1. Empathy and acceptance
One of the basic premises of a psychological intervention is to try to see things as the patient sees them and to understand their motivations for suicide (for example, bad economic situation, very negative emotional state which the patient considers interminable. , divorce …). Psychologists must do a deep exercise in empathy, Without judging the person in front of us. We must try to involve the patient in the therapy, and explain to him what we can continue to do to help him, in order to establish continuity.
2. Reflection and analysis exercises
It is interesting to offer the patient to write and analyze in a thoughtful and detailed way the advantages and disadvantages, both short and long term, for him / her and for others, the options for committing suicide and continue to live.
This analysis must be carried out considering various areas of his life (Family, work, children, partner, friends …) so that he does not focus on what makes him suffer the most. We need to make you understand that we are trying to help you make a reasoned decision based on careful analysis.
3. List of reasons for living
This exercise consists of the patient write a list of your reasons for living, Then hang them in a visible place in your house. You are asked to view this list several times a day, and you can expand it as many times as you want.
Additionally, you may be asked to look at the positive things that happen in your day-to-day life, no matter how small, in order to focus your selective attention on the positive events.
4. Cognitive restructuring of the reasons for dying
When the patient identifies in the previous analysis the reasons for his death, in therapy we will see if there are any incorrect and exaggerated interpretations (for example, everyone would be better off without me because I made them miserable) as well as dysfunctional beliefs (eg I can’t live without a partner).

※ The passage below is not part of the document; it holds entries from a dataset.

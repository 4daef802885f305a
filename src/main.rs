//! cxxsema CLI
//!
//! Usage: cxxsema [input.cpp] [--syntax] [--tokens-only]
//!
//! Without an input file, source lines are read from stdin until a line
//! containing only `DONE` or the end of input.

use std::io::{self, BufRead};
use std::path::PathBuf;
use std::process::ExitCode;

use clap::Parser;
use colored::Colorize;
use cxxsema::Driver;
use log::LevelFilter;

#[derive(Parser, Debug)]
#[command(name = "cxxsema")]
#[command(version = "0.1.0")]
#[command(about = "Lexical and semantic analysis for a small C++ subset", long_about = None)]
struct Args {
    /// Source file to analyze (reads stdin when omitted)
    #[arg(value_name = "INPUT")]
    input: Option<PathBuf>,

    /// Print the overview of supported statement forms between the phases
    #[arg(long, default_value_t = false)]
    syntax: bool,

    /// Stop after the lexical phase
    #[arg(long, default_value_t = false)]
    tokens_only: bool,

    /// Disable colored diagnostics
    #[arg(long, default_value_t = false)]
    no_color: bool,

    /// Increase log verbosity (-v, -vv)
    #[arg(short, long, action = clap::ArgAction::Count)]
    verbose: u8,
}

fn init_logging(verbose: u8) {
    let level = match verbose {
        0 => LevelFilter::Warn,
        1 => LevelFilter::Debug,
        _ => LevelFilter::Trace,
    };
    env_logger::Builder::new()
        .filter_level(level)
        .parse_default_env()
        .init();
}

/// Collect lines typed at the terminal, up to `DONE`
fn read_stdin() -> io::Result<String> {
    let mut source = String::new();
    for line in io::stdin().lock().lines() {
        let line = line?;
        if line == "DONE" {
            break;
        }
        source.push_str(&line);
        source.push('\n');
    }
    Ok(source)
}

fn main() -> ExitCode {
    let args = Args::parse();
    init_logging(args.verbose);

    if args.no_color {
        colored::control::set_override(false);
    }

    let mut driver = match args.input {
        Some(ref path) => match Driver::from_path(path) {
            Ok(driver) => driver,
            Err(e) => {
                eprintln!("{}: {}", "error".red().bold(), e);
                return ExitCode::FAILURE;
            }
        },
        None => match read_stdin() {
            Ok(source) => Driver::new("<stdin>", source),
            Err(e) => {
                eprintln!("{}: could not read stdin: {}", "error".red().bold(), e);
                return ExitCode::FAILURE;
            }
        },
    };

    driver.set_show_syntax(args.syntax);
    driver.set_tokens_only(args.tokens_only);

    let report = driver.analyze();
    print!("{}", report);
    println!();
    println!("=============================================================================");

    for diag in driver.diagnostics(&report) {
        eprintln!("{}", diag);
    }

    let succeeded = if args.tokens_only {
        report.tokens.is_ok()
    } else {
        report.is_coherent()
    };

    if succeeded {
        ExitCode::SUCCESS
    } else {
        ExitCode::FAILURE
    }
}
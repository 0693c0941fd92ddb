// SPDX-License-Identifier: BUSL-1.1
// Copyright (c) 2026 Alfred Jean LLC

//! HTTP sidecar adapters.
//!
//! The site-specific scrapers, the product database API, and the curated
//! content API are separate services; these adapters are the daemon's
//! client side of those boundaries. Alerts go to a Slack incoming
//! webhook.

use async_trait::async_trait;
use serde::Deserialize;
use std::time::Duration;
use sweep_adapters::{
    ContentError, ContentSource, CuratedLink, LinkStatus, Notifier, NotifyError, ProductPage,
    ProductRecord, ProductRef, ProductStore, ProductStoreError, ScrapeAdapter, ScrapeError,
    ScrapeOutcome, Surface,
};
use sweep_core::{Platform, SaleStatus};

const REQUEST_TIMEOUT: Duration = Duration::from_secs(30);
const LINK_PROBE_TIMEOUT: Duration = Duration::from_secs(10);

fn http_client(timeout: Duration) -> Result<reqwest::Client, reqwest::Error> {
    reqwest::Client::builder().timeout(timeout).build()
}

fn scrape_error(error: reqwest::Error) -> ScrapeError {
    if error.is_timeout() {
        ScrapeError::Timeout
    } else if let Some(status) = error.status() {
        ScrapeError::Status(status.as_u16())
    } else {
        ScrapeError::Transport(error.to_string())
    }
}

/// Client for the scraper sidecar: `GET {base}/scrape` fetches and
/// parses a product page, `HEAD`-style `GET {base}/probe` checks link
/// liveness.
#[derive(Clone)]
pub struct HttpScrapeAdapter {
    base: String,
    client: reqwest::Client,
}

impl HttpScrapeAdapter {
    pub fn new(base: impl Into<String>) -> Result<Self, reqwest::Error> {
        Ok(Self { base: base.into(), client: http_client(REQUEST_TIMEOUT)? })
    }
}

#[async_trait]
impl ScrapeAdapter for HttpScrapeAdapter {
    async fn fetch_product(
        &self,
        platform: &Platform,
        url: &str,
    ) -> Result<ScrapeOutcome, ScrapeError> {
        let response = self
            .client
            .get(format!("{}/scrape", self.base))
            .query(&[("platform", platform.as_str()), ("url", url)])
            .send()
            .await
            .map_err(scrape_error)?;

        let status = response.status();
        if !status.is_success() {
            return Err(ScrapeError::Status(status.as_u16()));
        }
        response
            .json::<ScrapeOutcome>()
            .await
            .map_err(|e| ScrapeError::Parse(e.to_string()))
    }

    async fn check_link(&self, url: &str) -> Result<LinkStatus, ScrapeError> {
        let response = self
            .client
            .get(format!("{}/probe", self.base))
            .timeout(LINK_PROBE_TIMEOUT)
            .query(&[("url", url)])
            .send()
            .await
            .map_err(scrape_error)?;

        if !response.status().is_success() {
            return Err(ScrapeError::Status(response.status().as_u16()));
        }
        response.json::<LinkStatus>().await.map_err(|e| ScrapeError::Parse(e.to_string()))
    }
}

fn product_error(error: reqwest::Error) -> ProductStoreError {
    ProductStoreError::Database(error.to_string())
}

#[derive(Debug, Deserialize)]
struct ProductPageBody {
    items: Vec<ProductRef>,
    remaining: u64,
}

#[derive(Debug, Deserialize)]
struct UpsertBody {
    changed: u64,
}

/// Client for the product API sidecar.
#[derive(Clone)]
pub struct HttpProductStore {
    base: String,
    client: reqwest::Client,
}

impl HttpProductStore {
    pub fn new(base: impl Into<String>) -> Result<Self, reqwest::Error> {
        Ok(Self { base: base.into(), client: http_client(REQUEST_TIMEOUT)? })
    }
}

#[async_trait]
impl ProductStore for HttpProductStore {
    async fn products_for_update(
        &self,
        platform: &Platform,
        sale_status: SaleStatus,
        offset: u64,
        limit: u32,
    ) -> Result<ProductPage, ProductStoreError> {
        let body: ProductPageBody = self
            .client
            .get(format!("{}/products/for-update", self.base))
            .query(&[
                ("platform", platform.as_str()),
                ("sale_status", sale_status.as_str()),
                ("offset", &offset.to_string()),
                ("limit", &limit.to_string()),
            ])
            .send()
            .await
            .map_err(product_error)?
            .error_for_status()
            .map_err(product_error)?
            .json()
            .await
            .map_err(product_error)?;

        Ok(ProductPage { items: body.items, remaining: body.remaining })
    }

    async fn product_by_id(
        &self,
        product_id: i64,
    ) -> Result<Option<ProductRef>, ProductStoreError> {
        let response = self
            .client
            .get(format!("{}/products/{product_id}", self.base))
            .send()
            .await
            .map_err(product_error)?;

        if response.status() == reqwest::StatusCode::NOT_FOUND {
            return Ok(None);
        }
        let item: ProductRef = response
            .error_for_status()
            .map_err(product_error)?
            .json()
            .await
            .map_err(product_error)?;
        Ok(Some(item))
    }

    async fn upsert_products(
        &self,
        platform: &Platform,
        records: &[ProductRecord],
    ) -> Result<u64, ProductStoreError> {
        let body: UpsertBody = self
            .client
            .post(format!("{}/products/upsert", self.base))
            .query(&[("platform", platform.as_str())])
            .json(records)
            .send()
            .await
            .map_err(product_error)?
            .error_for_status()
            .map_err(product_error)?
            .json()
            .await
            .map_err(product_error)?;
        Ok(body.changed)
    }
}

/// Client for the curated-content API.
#[derive(Clone)]
pub struct HttpContentSource {
    base: String,
    client: reqwest::Client,
}

impl HttpContentSource {
    pub fn new(base: impl Into<String>) -> Result<Self, reqwest::Error> {
        Ok(Self { base: base.into(), client: http_client(REQUEST_TIMEOUT)? })
    }
}

#[async_trait]
impl ContentSource for HttpContentSource {
    async fn links(&self, surface: Surface) -> Result<Vec<CuratedLink>, ContentError> {
        let to_err = |message: String| ContentError::ListFailed { surface, message };
        self.client
            .get(format!("{}/surfaces/{surface}/links", self.base))
            .send()
            .await
            .map_err(|e| to_err(e.to_string()))?
            .error_for_status()
            .map_err(|e| to_err(e.to_string()))?
            .json()
            .await
            .map_err(|e| to_err(e.to_string()))
    }
}

/// Slack incoming-webhook notifier.
#[derive(Clone)]
pub struct SlackNotifier {
    webhook_url: String,
    client: reqwest::Client,
}

impl SlackNotifier {
    pub fn new(webhook_url: impl Into<String>) -> Result<Self, reqwest::Error> {
        Ok(Self { webhook_url: webhook_url.into(), client: http_client(REQUEST_TIMEOUT)? })
    }
}

#[async_trait]
impl Notifier for SlackNotifier {
    async fn send(&self, message: &str) -> Result<(), NotifyError> {
        self.client
            .post(&self.webhook_url)
            .json(&serde_json::json!({ "text": message }))
            .send()
            .await
            .map_err(|e| NotifyError::SendFailed(e.to_string()))?
            .error_for_status()
            .map_err(|e| NotifyError::SendFailed(e.to_string()))?;
        Ok(())
    }
}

The goal of cognitive restructuring is for the patient to understand and see that there are other alternative and less negative interpretations of seeing things (The goal is not to trivialize with his situation or to paint the situation in “pink”, but for him to see that there are other interpretations halfway between the most positive and the most negative). The patient may also be prompted to reflect on past difficult situations that they have overcome in life and how they have resolved them.
In the event that there are unresolved problems that lead him to consider suicide as a valid means (relationship problems, unemployment …), it is useful to use the problem-solving technique.
5. Emotional management and time projection
For example, with borderline personality disorder, it may be helpful to teach the patient skills and strategies to regulate very intense emotions, In addition to using the technique of temporal projection (to imagine how things would be in a moment).